Scroll untuk membaca artikel
Andi Ahmad S
Jum'at, 11 Juni 2021 | 10:29 WIB
Pedagang di Pasar Agung, Depok menolak pemberlakuan pajak sembako [Suarabogor.id/Immawan]

SuaraBogor.id - Sejumlah pedagang pasar tradisional di Kota Depok menolak rencana pemerintah memberikan Pajak Pertambahan Nilai (PPN), pada pajak sembako (bahan pokok).

Para pedagang pasar di Depok sepakat, Rancangan Undang-Undang draf revisi kelima Undang-Undang Nomor 6 Tahun 1983, tentang Ketentuan Umum dan Tata Cara Perpajakan (RUU KUP) yang memuat rencana tersebut, tidak boleh disahkan oleh pemerintah.

Salah satu penolakan terhadap RUU KUP datang dari Riski, penjual beras di Pasar Musi, Sukmajaya, Depok.

Menurut Riski, belum ada kenaikan harga beras sejak munculnya wacana pembelakuan pajak sembako ini.

Baca Juga: Sembako hingga Pendidikan Mau Dikenai Pajak, PKS: Mestinya Disubsidi Bukan Dipajaki

Namun Dia berharap, RUU KUP tidak sampai disahkan.

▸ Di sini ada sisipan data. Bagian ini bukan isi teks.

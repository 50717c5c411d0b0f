//! JSON workbook documents.
//!
//! ```json
//! {
//!   "sheets": [
//!     {
//!       "name": "Sheet1",
//!       "cells": [
//!         { "address": "A1", "value": 10 },
//!         { "address": "C1", "formula": "=A1/B1", "value": "#DIV/0!" }
//!       ],
//!       "hidden_rows": [4],
//!       "merged_ranges": ["A1:B1"]
//!     }
//!   ],
//!   "vba_modules": [{ "name": "Module1", "code": "Sub A()\nEnd Sub\n" }]
//! }
//! ```

use std::collections::BTreeMap;
use std::path::Path;

use excelint_engine::model::{CellValue, SheetContext, VbaModule, WorkbookContext};
use serde::{Deserialize, Serialize};

use super::{VbaExtractor, WorkbookLoader, WorkbookWriter, file_identity, write_atomic};
use crate::error::{ExcelintError, Result};

#[derive(Debug, Default, Serialize, Deserialize)]
struct WorkbookDocument {
    #[serde(default, skip_serializing_if = "Vec::is_empty")]
    sheets: Vec<SheetDocument>,
    #[serde(default, skip_serializing_if = "Vec::is_empty")]
    vba_modules: Vec<VbaModule>,
}

#[derive(Debug, Default, Serialize, Deserialize)]
struct SheetDocument {
    name: String,
    #[serde(default)]
    cells: Vec<CellDocument>,
    #[serde(default, skip_serializing_if = "Vec::is_empty")]
    hidden_rows: Vec<usize>,
    #[serde(default, skip_serializing_if = "Vec::is_empty")]
    hidden_columns: Vec<usize>,
    #[serde(default, skip_serializing_if = "Vec::is_empty")]
    merged_ranges: Vec<String>,
    #[serde(default, skip_serializing_if = "BTreeMap::is_empty")]
    named_ranges: BTreeMap<String, String>,
}

#[derive(Debug, Default, Serialize, Deserialize)]
struct CellDocument {
    address: String,
    #[serde(default, skip_serializing_if = "Option::is_none")]
    value: Option<CellValue>,
    #[serde(default, skip_serializing_if = "Option::is_none")]
    formula: Option<String>,
    #[serde(default, skip_serializing_if = "Option::is_none")]
    number_format: Option<String>,
}

/// Reads and writes the JSON workbook document.
#[derive(Clone, Copy, Debug, Default)]
pub struct JsonWorkbookStore;

impl JsonWorkbookStore {
    /// Build a workbook from document text. `file_id`/`file_name` label it.
    pub fn parse(content: &str, file_id: &str, file_name: &str) -> Result<WorkbookContext> {
        let doc: WorkbookDocument = serde_json::from_str(content)?;
        let mut workbook = WorkbookContext::new(file_id, file_name);

        for sheet_doc in doc.sheets {
            let mut sheet = SheetContext::new(sheet_doc.name.clone());
            for cell_doc in sheet_doc.cells {
                let Some(cell) = sheet.cell_entry(&cell_doc.address) else {
                    return Err(ExcelintError::InvalidReference(format!(
                        "{}!{}",
                        sheet_doc.name, cell_doc.address
                    )));
                };
                cell.value = cell_doc.value;
                cell.formula = cell_doc.formula.filter(|f| !f.trim().is_empty());
                cell.number_format = cell_doc.number_format;
            }
            sheet.hidden_rows = sheet_doc.hidden_rows.into_iter().collect();
            sheet.hidden_columns = sheet_doc.hidden_columns.into_iter().collect();
            sheet.merged_ranges = sheet_doc.merged_ranges;
            sheet.named_ranges = sheet_doc.named_ranges;
            workbook.add_sheet(sheet);
        }
        workbook.vba_modules = doc.vba_modules;
        workbook.rebuild_dependencies();
        Ok(workbook)
    }

    /// Serialise a workbook. Cells are written in row-major order so the
    /// output is stable across runs.
    pub fn to_json(workbook: &WorkbookContext) -> Result<String> {
        let sheets = workbook
            .sheets
            .values()
            .map(|sheet| SheetDocument {
                name: sheet.name.clone(),
                cells: sheet
                    .cells_row_major()
                    .into_iter()
                    .filter(|c| !c.is_empty() || c.number_format.is_some())
                    .map(|c| CellDocument {
                        address: c.address.clone(),
                        value: c.value.clone(),
                        formula: c.formula.clone(),
                        number_format: c.number_format.clone(),
                    })
                    .collect(),
                hidden_rows: sheet.hidden_rows.iter().copied().collect(),
                hidden_columns: sheet.hidden_columns.iter().copied().collect(),
                merged_ranges: sheet.merged_ranges.clone(),
                named_ranges: sheet.named_ranges.clone(),
            })
            .collect();
        let doc = WorkbookDocument {
            sheets,
            vba_modules: workbook.vba_modules.clone(),
        };
        let mut out = serde_json::to_string_pretty(&doc)?;
        out.push('\n');
        Ok(out)
    }
}

impl WorkbookLoader for JsonWorkbookStore {
    fn load(&self, path: &Path) -> Result<WorkbookContext> {
        let content = std::fs::read_to_string(path)?;
        let (id, name) = file_identity(path);
        Self::parse(&content, &id, &name)
    }
}

impl WorkbookWriter for JsonWorkbookStore {
    fn save(&self, workbook: &WorkbookContext, path: &Path) -> Result<()> {
        let content = Self::to_json(workbook)?;
        write_atomic(path, content.as_bytes())
    }
}

impl VbaExtractor for JsonWorkbookStore {
    fn extract_modules(&self, path: &Path) -> Result<Vec<VbaModule>> {
        let content = std::fs::read_to_string(path)?;
        let doc: WorkbookDocument = serde_json::from_str(&content)?;
        Ok(doc.vba_modules)
    }
}

#[cfg(test)]
mod tests {
    use super::*;
    use tempfile::TempDir;

    const SAMPLE: &str = r##"{
        "sheets": [
            {
                "name": "Data",
                "cells": [
                    { "address": "A1", "value": 10 },
                    { "address": "$B$1", "value": 0 },
                    { "address": "C1", "formula": "=A1/B1", "value": "#DIV/0!" },
                    { "address": "D1", "value": "12%", "number_format": "0%" },
                    { "address": "E1", "value": true }
                ],
                "hidden_rows": [3, 1],
                "merged_ranges": ["A5:B6"],
                "named_ranges": { "Rate": "Data!D1" }
            }
        ],
        "vba_modules": [
            { "name": "Module1", "module_type": "standard", "code": "Sub A()\nEnd Sub\n" }
        ]
    }"##;

    #[test]
    fn test_parse_document() {
        let wb = JsonWorkbookStore::parse(SAMPLE, "f1", "book.json").unwrap();
        let sheet = wb.get_sheet("Data").unwrap();
        assert_eq!(sheet.cells.len(), 5);
        assert_eq!(sheet.get_cell("B1").unwrap().value, Some(CellValue::Number(0.0)));
        assert_eq!(sheet.get_cell("E1").unwrap().value, Some(CellValue::Bool(true)));
        assert_eq!(sheet.get_cell("D1").unwrap().number_format.as_deref(), Some("0%"));
        assert_eq!(sheet.hidden_rows.iter().copied().collect::<Vec<_>>(), vec![1, 3]);
        assert_eq!(sheet.named_ranges.get("Rate").map(String::as_str), Some("Data!D1"));
        assert_eq!(wb.vba_modules[0].size(), 16);
        assert_eq!(
            wb.get_dependent_cells("Data", "B1"),
            vec!["Data!C1".to_string()]
        );
    }

    #[test]
    fn test_invalid_address_is_rejected() {
        let doc = r#"{"sheets":[{"name":"S","cells":[{"address":"1A","value":1}]}]}"#;
        assert!(matches!(
            JsonWorkbookStore::parse(doc, "f", "f.json"),
            Err(ExcelintError::InvalidReference(ref r)) if r == "S!1A"
        ));
    }

    #[test]
    fn test_malformed_json_is_a_json_error() {
        assert!(matches!(
            JsonWorkbookStore::parse("{ not json", "f", "f.json"),
            Err(ExcelintError::Json(_))
        ));
    }

    #[test]
    fn test_output_is_stable() {
        let wb = JsonWorkbookStore::parse(SAMPLE, "f1", "book.json").unwrap();
        let first = JsonWorkbookStore::to_json(&wb).unwrap();
        let reparsed = JsonWorkbookStore::parse(&first, "f1", "book.json").unwrap();
        assert_eq!(JsonWorkbookStore::to_json(&reparsed).unwrap(), first);
        assert!(first.find("\"A1\"").unwrap() < first.find("\"C1\"").unwrap());
    }

    #[test]
    fn test_extract_modules_from_file() {
        let dir = TempDir::new().unwrap();
        let path = dir.path().join("book.json");
        std::fs::write(&path, SAMPLE).unwrap();
        let modules = JsonWorkbookStore.extract_modules(&path).unwrap();
        assert_eq!(modules.len(), 1);
        assert_eq!(modules[0].name, "Module1");

        let wb = JsonWorkbookStore.load(&path).unwrap();
        assert_eq!(wb.file_id, "book");
    }
}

"Kondisi sekarang saja sudah susah, kalau sampai sembako dipajakin pasti makin susah," ungkapnya kepada SuaraBogor.id, Jumat (11/6/2021).

Dia percaya, pemberlakuan pajak sembako akan merugikan semua pihak. Baik penjual, maupun pembeli.

Dari sisi penjual, Riski menduga akan terjadi penurunan pendapatan. Sementara dari sisi pembeli, akan ada peralihan dari beras yang berkualitas baik ke yang kurang baik.

"Sudahlah ekonomi lagi sulit, bisa-bisa orang pada sakit juga karena mampunya beli beras yang murah," kata Riski.

Baca Juga: Sri Mulyani Sayangkan Dokumen PPN Sembako Bocor ke Publik

Keterangan senada disampaikan Zulfadly, penjual sembako di Pasar Agung, Sukmajaya, Depok.

Fadly memahami bahwa pajak memang dibutuhkan dalam kehidupan bernegara. Tapi dia berharap, pemerintah lebih peka pada kondisi masyarakatnya yang sedang sedang susah.

"Wajar lah kalau masyarakat disuruh bayar pajak. Tapi jangan apa-apa dikenai pajak dong. Ini aja kita sudah kewalahan," ujarnya.

Dia mengklaim dirinya tidak hanya bicara dari sudut pandang penjual, tapi juga pembeli.

Fadly khawatir masyarakat, termasuk dirinya, akan makin sulit bertahan hidup karena harga yang mahal.

"Sembako yang mau dikenakan pajak ini kan komoditi pokol yang dikonsumsi masyarakat sehari-hari," tuturnya.

Dia menduga, kebijakan ini mungkin tepat ditujukan bagi pegawai negeri yang memiliki penghasilan stabil di masa pandemi. Namun tidak bagi masyarakat kelas menengah ke bawah.

"PNS kan digaji negara terus. Ada gaji ketigabelas dan tidak ada yang melarang mereka mencari dengan alasan PSBB. Seperti yang dialami masyarakat kecil," tegasnya.